In this tutorial we will create a traditional helloworld code in C, and be able to generate LLVM IR code along with native exectuables.
Let's start by coding the helloworld program in C. Save the following file as
helloworld.c
#include <stdio.h>
int main()
{
puts("hello world!");
return 0;
}
Generating the LLVM IR
To the generate the LLVM IR type the following.
llvm-gcc -emit-llvm -S hellworld.c
A file called
helloworld.s is created. If you open it in a text editor you will see something similar to this.
; ModuleID = 'helloworld.c'
target datalayout = "e-p:32:32:32-i1:8:8-i8:8:8-i16:16:16-i32:32:32-i64:32:64-f32:32:32-f64:32:64-v64:64:64-v128:128:128-a0:0:64-f80:32:32"

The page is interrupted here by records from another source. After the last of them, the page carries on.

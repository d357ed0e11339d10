//! Error types for the Pawfect Home server.
//!
//! Each domain (shelters, pets, adoptions, users, authentication, identity, validation,
//! configuration) has its own `thiserror` enum with an `IntoResponse` implementation mapping
//! it to an HTTP status. The aggregate [`Error`] converts from each of them via `?` and
//! dispatches to the domain mapping at the HTTP boundary, falling back to a logged 500 with a
//! generic message for infrastructure failures so internal details never reach clients.

pub mod adoption;
pub mod auth;
pub mod config;
pub mod context;
pub mod identity;
pub mod pet;
pub mod retry;
pub mod shelter;
pub mod user;
pub mod validation;

use axum::{
    http::StatusCode,
    response::{IntoResponse, Response},
    Json,
};
use thiserror::Error;

use crate::{
    model::api::ErrorDto,
    server::error::{
        adoption::AdoptionError, auth::AuthError, config::ConfigError, identity::IdentityError,
        pet::PetError, shelter::ShelterError, user::UserError, validation::ValidationError,
    },
};

/// Main error type for the Pawfect Home server.
///
/// Aggregates the domain error enums and the external library errors into a single type so
/// services and controllers can propagate everything with `?`.
///
/// # Error Categories
/// - Domain errors (shelter, pet, adoption, user): not found, ownership, conflicts
/// - Request errors (validation, authentication, identity provider rejections)
/// - Configuration errors (missing/invalid environment variables)
/// - External library errors (database, sessions, I/O)
#[derive(Error, Debug)]
pub enum Error {
    /// Configuration error (missing or invalid environment variables).
    #[error(transparent)]
    ConfigError(#[from] ConfigError),
    /// Authentication or authorization error (no session, missing role, bad credentials).
    #[error(transparent)]
    AuthError(#[from] AuthError),
    /// Identity provider error (account rejected, provider unavailable).
    #[error(transparent)]
    IdentityError(#[from] IdentityError),
    /// Request failed field validation.
    #[error(transparent)]
    ValidationError(#[from] ValidationError),
    /// Shelter domain error.
    #[error(transparent)]
    ShelterError(#[from] ShelterError),
    /// Pet domain error.
    #[error(transparent)]
    PetError(#[from] PetError),
    /// Adoption application domain error.
    #[error(transparent)]
    AdoptionError(#[from] AdoptionError),
    /// User domain error.
    #[error(transparent)]
    UserError(#[from] UserError),
    /// Parse error (failed to parse a value from string or other format).
    #[error("Failed to parse value: {0:?}")]
    ParseError(String),
    /// Internal error indicating a bug in the server's code.
    #[error("Internal error, this indicates a bug: {0:?}")]
    InternalError(String),
    /// Database error (query failures, connection issues, constraint violations).
    #[error(transparent)]
    DbErr(#[from] sea_orm::DbErr),
    /// Session error (session retrieval, storage, serialization).
    #[error(transparent)]
    SessionError(#[from] tower_sessions::session::Error),
    /// Redis session store error (connection, command execution).
    #[error(transparent)]
    SessionRedisError(#[from] tower_sessions_redis_store::fred::prelude::Error),
    /// I/O error (binding the listener, serving connections).
    #[error(transparent)]
    IoError(#[from] std::io::Error),
}

/// Converts application errors into HTTP responses.
///
/// Domain and request errors delegate to their own `IntoResponse` implementations; all
/// remaining variants are internal server errors.
///
/// # Returns
/// - 400 Bad Request - Validation failures and rejected accounts
/// - 401 Unauthorized - No authenticated user in session
/// - 403 Forbidden - Ownership violations and missing roles
/// - 404 Not Found - Missing shelters, pets, applications, or users
/// - 409 Conflict - A second shelter for the same user
/// - 500 Internal Server Error - For all other errors (with error logging)
impl IntoResponse for Error {
    fn into_response(self) -> Response {
        match self {
            Self::ConfigError(err) => err.into_response(),
            Self::AuthError(err) => err.into_response(),
            Self::IdentityError(err) => err.into_response(),
            Self::ValidationError(err) => err.into_response(),
            Self::ShelterError(err) => err.into_response(),
            Self::PetError(err) => err.into_response(),
            Self::AdoptionError(err) => err.into_response(),
            Self::UserError(err) => err.into_response(),
            err @ (Self::ParseError(_)
            | Self::InternalError(_)
            | Self::DbErr(_)
            | Self::SessionError(_)
            | Self::SessionRedisError(_)
            | Self::IoError(_)) => InternalServerError(err).into_response(),
        }
    }
}

/// Wrapper type for converting any displayable error into a 500 Internal Server Error response.
///
/// This struct logs the error message and returns a generic "Internal server error" message
/// to the client to avoid leaking implementation details.
pub struct InternalServerError<E>(pub E);

impl<E: std::fmt::Display> IntoResponse for InternalServerError<E> {
    fn into_response(self) -> Response {
        tracing::error!("{}", self.0);

        (
            StatusCode::INTERNAL_SERVER_ERROR,
            Json(ErrorDto {
                error: "Internal server error".to_string(),
                correlation_id: None,
            }),
        )
            .into_response()
    }
}
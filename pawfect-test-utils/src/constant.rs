/// Password accepted by the account password policy
pub const TEST_PASSWORD: &str = "Passw0rd!";

/// Role name granted to users who register a shelter
pub const TEST_SHELTER_OWNER_ROLE: &str = "ShelterOwner";
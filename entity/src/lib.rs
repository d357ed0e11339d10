//! SeaORM entities for the Pawfect Home database schema.

pub mod prelude;

pub mod adoption_application;
pub mod pet;
pub mod sea_orm_active_enums;
pub mod shelter;
pub mod user;
pub mod user_role;
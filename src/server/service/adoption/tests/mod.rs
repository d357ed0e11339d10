
use pawfect_test_utils::prelude::*;

use crate::{
    model::adoption::{AdoptionStatus, RegisterAdoptionRequest, UpdateAdoptionStatusRequest},
    server::{
        error::{adoption::AdoptionError, pet::PetError, user::UserError, Error},
        service::adoption::AdoptionService,
    },
};

/// Shelter owner, applicant, and a pending application by the applicant for one of the
/// shelter's pets
struct Scenario {
    owner: entity::user::Model,
    applicant: entity::user::Model,
    pet: entity::pet::Model,
    application: entity::adoption_application::Model,
}

async fn scenario(test: &mut TestContext) -> Result<Scenario, TestError> {
    let (owner, shelter) = test.shelter().insert_shelter_owner().await?;
    let pet = test.pet().insert_pet(shelter.id).await?;
    let applicant = test.user().insert_user().await?;
    let application = test.adoption().insert_adoption(applicant.id, pet.id).await?;

    Ok(Scenario {
        owner,
        applicant,
        pet,
        application,
    })
}
use sea_orm::entity::prelude::*;

use super::sea_orm_active_enums::{Gender, Species};

#[derive(Clone, Debug, PartialEq, Eq, DeriveEntityModel)]
#[sea_orm(table_name = "pet")]
pub struct Model {
    #[sea_orm(primary_key)]
    pub id: i32,
    pub name: String,
    pub birthdate: Date,
    pub gender: Gender,
    pub species: Species,
    pub breed: String,
    #[sea_orm(column_type = "Text")]
    pub description: String,
    pub image_url: Option<String>,
    pub is_neutered: bool,
    pub has_pedigree: bool,
    pub shelter_id: i32,
    pub created_at: DateTime,
}

#[derive(Copy, Clone, Debug, EnumIter, DeriveRelation)]
pub enum Relation {
    #[sea_orm(has_many = "super::adoption_application::Entity")]
    AdoptionApplication,
    #[sea_orm(
        belongs_to = "super::shelter::Entity",
        from = "Column::ShelterId",
        to = "super::shelter::Column::Id",
        on_update = "Cascade",
        on_delete = "Cascade"
    )]
    Shelter,
}

impl Related<super::adoption_application::Entity> for Entity {
    fn to() -> RelationDef {
        Relation::AdoptionApplication.def()
    }
}

impl Related<super::shelter::Entity> for Entity {
    fn to() -> RelationDef {
        Relation::Shelter.def()
    }
}

impl ActiveModelBehavior for ActiveModel {}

target triple = "i486-linux-gnu"
@.str = internal constant [13 x i8] c"hello world!\00" ; <[13 x i8]*> [#uses=1]
define i32 @main() {
entry:
%retval = alloca i32 ; [#uses=2]
%tmp = alloca i32 ; [#uses=2]
%"alloca point" = bitcast i32 0 to i32 ; [#uses=0]
%tmp1 = getelementptr [13 x i8]* @.str, i32 0, i32 0 ; [#uses=1]
%tmp2 = call i32 @puts( i8* %tmp1 ) nounwind ; [#uses=0]
store i32 0, i32* %tmp, align 4
%tmp3 = load i32* %tmp, align 4 ; [#uses=1]
store i32 %tmp3, i32* %retval, align 4
br label %return
return: ; preds = %entry
%retval4 = load i32* %retval ; [#uses=1]
ret i32 %retval4
}
declare i32 @puts(i8*)
Generating the LLVM BitCode
LLVM bit code can be generated by
llvm-as -f helloworld.s
Executing the LLVM BitCode
To execute the llvm bitcode which was created, type as below
lli helloworld.s.bc
Optimization
We will now optimize the our code using
mem2reg.
llvm-as < helloworld.s | opt -mem2reg > helloworld.bc
File called helloworld.bc is created which is an optimized version, while helloworld.s.bc is an unoptimized version of the same code. You can also see the decrease in the file size.
Disassemble LLVM bitcode
To make sure that our llvm bitcode is optimized, let us disassemble the llvm bitcode.
llvm-dis -f helloworld.bc -o opthelloworld.ll
Optimized helloworld LLVM IR is created in the file called
opthelloworld.ll, now open the text editor and compare the previous
hellworld.s and
ophelloworld.ll. You will see some code/optimization difference.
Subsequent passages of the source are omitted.